■ What to do ■
Using the records below, output the stretch that opens with the line containing "type Err = ParseDifficultyError;" and closes with the line containing "expected one of", exactly and including both lines, with nothing more.

Dataset entries
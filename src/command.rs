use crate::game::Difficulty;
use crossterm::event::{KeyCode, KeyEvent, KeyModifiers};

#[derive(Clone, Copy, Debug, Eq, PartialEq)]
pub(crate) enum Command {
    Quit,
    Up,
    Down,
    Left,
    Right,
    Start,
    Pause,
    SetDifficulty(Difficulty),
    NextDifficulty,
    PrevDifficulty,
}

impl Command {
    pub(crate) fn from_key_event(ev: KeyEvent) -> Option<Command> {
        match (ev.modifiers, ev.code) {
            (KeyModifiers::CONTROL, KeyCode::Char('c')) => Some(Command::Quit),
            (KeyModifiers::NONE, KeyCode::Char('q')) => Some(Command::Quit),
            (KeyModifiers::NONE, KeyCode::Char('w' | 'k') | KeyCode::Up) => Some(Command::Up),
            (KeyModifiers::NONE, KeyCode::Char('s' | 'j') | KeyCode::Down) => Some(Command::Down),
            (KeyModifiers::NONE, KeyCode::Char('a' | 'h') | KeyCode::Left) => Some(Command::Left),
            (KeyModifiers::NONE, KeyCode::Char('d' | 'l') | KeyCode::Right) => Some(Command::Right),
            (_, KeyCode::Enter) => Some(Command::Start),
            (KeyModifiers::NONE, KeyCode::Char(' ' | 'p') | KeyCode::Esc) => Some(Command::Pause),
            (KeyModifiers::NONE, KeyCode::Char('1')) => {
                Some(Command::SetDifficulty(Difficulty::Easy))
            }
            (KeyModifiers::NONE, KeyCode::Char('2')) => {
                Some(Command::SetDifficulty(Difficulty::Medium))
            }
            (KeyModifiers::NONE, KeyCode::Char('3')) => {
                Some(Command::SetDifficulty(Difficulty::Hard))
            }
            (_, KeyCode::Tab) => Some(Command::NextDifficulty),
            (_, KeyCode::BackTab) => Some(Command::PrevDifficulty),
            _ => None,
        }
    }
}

---

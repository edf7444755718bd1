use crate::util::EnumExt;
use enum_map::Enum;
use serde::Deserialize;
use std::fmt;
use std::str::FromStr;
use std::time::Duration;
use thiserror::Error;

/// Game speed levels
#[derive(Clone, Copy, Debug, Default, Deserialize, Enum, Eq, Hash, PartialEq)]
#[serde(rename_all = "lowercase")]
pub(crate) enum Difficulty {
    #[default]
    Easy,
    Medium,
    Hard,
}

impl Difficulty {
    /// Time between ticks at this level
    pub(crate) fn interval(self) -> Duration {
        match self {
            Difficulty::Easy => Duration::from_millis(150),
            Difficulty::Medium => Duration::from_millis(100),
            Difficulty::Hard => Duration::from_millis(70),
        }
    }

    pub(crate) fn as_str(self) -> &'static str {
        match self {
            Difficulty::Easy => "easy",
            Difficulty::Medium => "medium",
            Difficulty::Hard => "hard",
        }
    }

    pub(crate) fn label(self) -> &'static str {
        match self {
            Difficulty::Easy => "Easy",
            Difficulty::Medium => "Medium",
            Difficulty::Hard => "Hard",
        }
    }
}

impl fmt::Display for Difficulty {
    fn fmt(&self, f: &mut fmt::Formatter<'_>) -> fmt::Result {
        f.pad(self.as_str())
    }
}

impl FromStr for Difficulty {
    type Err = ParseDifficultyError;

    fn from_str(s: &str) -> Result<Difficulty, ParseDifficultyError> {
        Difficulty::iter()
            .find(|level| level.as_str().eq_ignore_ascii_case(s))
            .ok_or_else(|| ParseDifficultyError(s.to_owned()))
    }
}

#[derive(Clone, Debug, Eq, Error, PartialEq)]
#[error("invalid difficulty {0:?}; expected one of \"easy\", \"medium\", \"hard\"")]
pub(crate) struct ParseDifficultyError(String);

--

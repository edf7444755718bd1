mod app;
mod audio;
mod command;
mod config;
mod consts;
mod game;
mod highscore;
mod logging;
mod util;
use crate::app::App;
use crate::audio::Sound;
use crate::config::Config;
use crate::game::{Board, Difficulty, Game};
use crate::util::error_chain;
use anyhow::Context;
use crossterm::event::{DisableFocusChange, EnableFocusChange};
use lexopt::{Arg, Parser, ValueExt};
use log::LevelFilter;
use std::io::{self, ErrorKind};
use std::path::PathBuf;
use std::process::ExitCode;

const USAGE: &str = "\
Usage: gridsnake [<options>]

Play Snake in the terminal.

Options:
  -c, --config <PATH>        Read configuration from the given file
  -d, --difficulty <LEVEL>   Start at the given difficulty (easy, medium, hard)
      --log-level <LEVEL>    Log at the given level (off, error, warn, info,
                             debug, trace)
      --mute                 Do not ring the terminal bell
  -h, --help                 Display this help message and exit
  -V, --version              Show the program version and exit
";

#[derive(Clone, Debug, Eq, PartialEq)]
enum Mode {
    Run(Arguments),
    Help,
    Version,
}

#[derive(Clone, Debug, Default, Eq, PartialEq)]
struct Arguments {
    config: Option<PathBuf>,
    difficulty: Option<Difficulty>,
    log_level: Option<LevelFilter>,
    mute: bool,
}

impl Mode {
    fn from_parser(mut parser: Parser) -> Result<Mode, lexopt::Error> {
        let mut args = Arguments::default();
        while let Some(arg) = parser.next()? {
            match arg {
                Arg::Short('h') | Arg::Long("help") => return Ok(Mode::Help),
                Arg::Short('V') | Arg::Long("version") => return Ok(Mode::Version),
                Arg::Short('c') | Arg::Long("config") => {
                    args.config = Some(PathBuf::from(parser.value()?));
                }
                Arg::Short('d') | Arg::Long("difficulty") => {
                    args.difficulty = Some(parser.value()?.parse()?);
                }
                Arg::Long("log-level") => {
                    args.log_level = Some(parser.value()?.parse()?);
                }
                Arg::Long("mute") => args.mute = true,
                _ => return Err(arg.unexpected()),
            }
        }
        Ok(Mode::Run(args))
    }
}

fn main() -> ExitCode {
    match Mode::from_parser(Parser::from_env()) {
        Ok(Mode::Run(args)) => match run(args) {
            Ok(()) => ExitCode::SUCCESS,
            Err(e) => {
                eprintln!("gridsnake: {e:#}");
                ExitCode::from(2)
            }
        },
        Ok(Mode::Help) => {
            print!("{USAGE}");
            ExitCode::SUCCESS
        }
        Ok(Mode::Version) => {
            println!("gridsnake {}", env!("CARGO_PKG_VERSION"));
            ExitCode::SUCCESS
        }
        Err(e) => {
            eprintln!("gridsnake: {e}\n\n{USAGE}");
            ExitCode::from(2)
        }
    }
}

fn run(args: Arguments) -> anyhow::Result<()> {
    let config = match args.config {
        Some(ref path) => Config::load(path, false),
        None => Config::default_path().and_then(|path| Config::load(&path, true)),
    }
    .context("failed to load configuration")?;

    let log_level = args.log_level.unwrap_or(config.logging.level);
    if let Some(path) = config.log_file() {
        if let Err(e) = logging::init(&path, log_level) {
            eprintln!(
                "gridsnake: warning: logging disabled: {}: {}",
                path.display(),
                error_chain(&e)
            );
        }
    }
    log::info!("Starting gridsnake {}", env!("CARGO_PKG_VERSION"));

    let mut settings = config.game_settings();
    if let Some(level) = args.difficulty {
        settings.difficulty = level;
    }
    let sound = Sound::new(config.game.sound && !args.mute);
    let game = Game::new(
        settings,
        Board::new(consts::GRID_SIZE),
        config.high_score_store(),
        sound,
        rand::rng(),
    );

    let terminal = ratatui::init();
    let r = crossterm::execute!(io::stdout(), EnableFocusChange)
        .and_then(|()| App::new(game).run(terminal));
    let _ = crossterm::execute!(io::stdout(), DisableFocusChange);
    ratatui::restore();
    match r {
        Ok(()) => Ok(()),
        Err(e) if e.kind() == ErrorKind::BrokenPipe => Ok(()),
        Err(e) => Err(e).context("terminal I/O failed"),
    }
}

■ Written response ■
    type Err = ParseDifficultyError;

    fn from_str(s: &str) -> Result<Difficulty, ParseDifficultyError> {
        Difficulty::iter()
            .find(|level| level.as_str().eq_ignore_ascii_case(s))
            .ok_or_else(|| ParseDifficultyError(s.to_owned()))
    }
}

#[derive(Clone, Debug, Eq, Error, PartialEq)]
#[error("invalid difficulty {0:?}; expected one of \"easy\", \"medium\", \"hard\"")]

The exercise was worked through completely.